The dueling over the constitutionally mandated “enumeration” of the nation’s population known as the U.S. Census has already begun. Much of it has centered on U.S. Consumer Secretary Wilbur Ross’s efforts to have the census, for the first time since 1950, ask people being counted if they are U.S. citizens. Critics of the move say this could cause immigrants worried about their legal status to forgo filling out the census form and thus go uncounted.

This is a big deal to many people for a couple of reasons. One is, surprise, money. A state’s population and the demographics of that population help determine how much money a state gets from the federal government. The other big reason is political power. A state’s population determines how many of the 435 seats in the U.S. House of Representatives a state has.

At present, Florida is tied for third place with New York, at 27 House members. Texas is second, with 36, and California, at 53 seats, is number one.

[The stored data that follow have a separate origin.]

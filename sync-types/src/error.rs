//! Error types for sitesync wire types.

use thiserror::Error;

/// Errors that can occur encoding or decoding sitesync wire types.
#[derive(Debug, Error)]
pub enum SyncError {
    /// MessagePack serialization failed
    #[error("serialization failed: {0}")]
    Serialization(#[source] rmp_serde::encode::Error),

    /// MessagePack deserialization failed
    #[error("deserialization failed: {0}")]
    Deserialization(#[source] rmp_serde::decode::Error),

    /// Invalid record action code
    #[error("invalid record action: {0}")]
    InvalidAction(u8),

    /// Category name not known to this build
    #[error("unknown category: {0}")]
    UnknownCategory(String),

    /// Transport-safe value conversion failed
    #[error("transport value error: {0}")]
    TransportValue(String),
}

According to current projections, however, the 2020 is likely to break the Florida-New York tie. Florida is projected to pick up two seats, up to 29, and New York drop two and fall to 25. Texas is being projected to gain three seats, while California might stay at 53 or lose a seat.

The Election Data Service, a consulting firm on matters such as redistricting, election administration and census analysis, notes that in 2017 Florida was being projected as being within 366,735 people of getting a third seat in the House, up to 30. By 2018, that had shrunk to only 172,169 needed to add three seats.

So, don’t be surprised when the brass knuckles get pulled out as the census draws closer.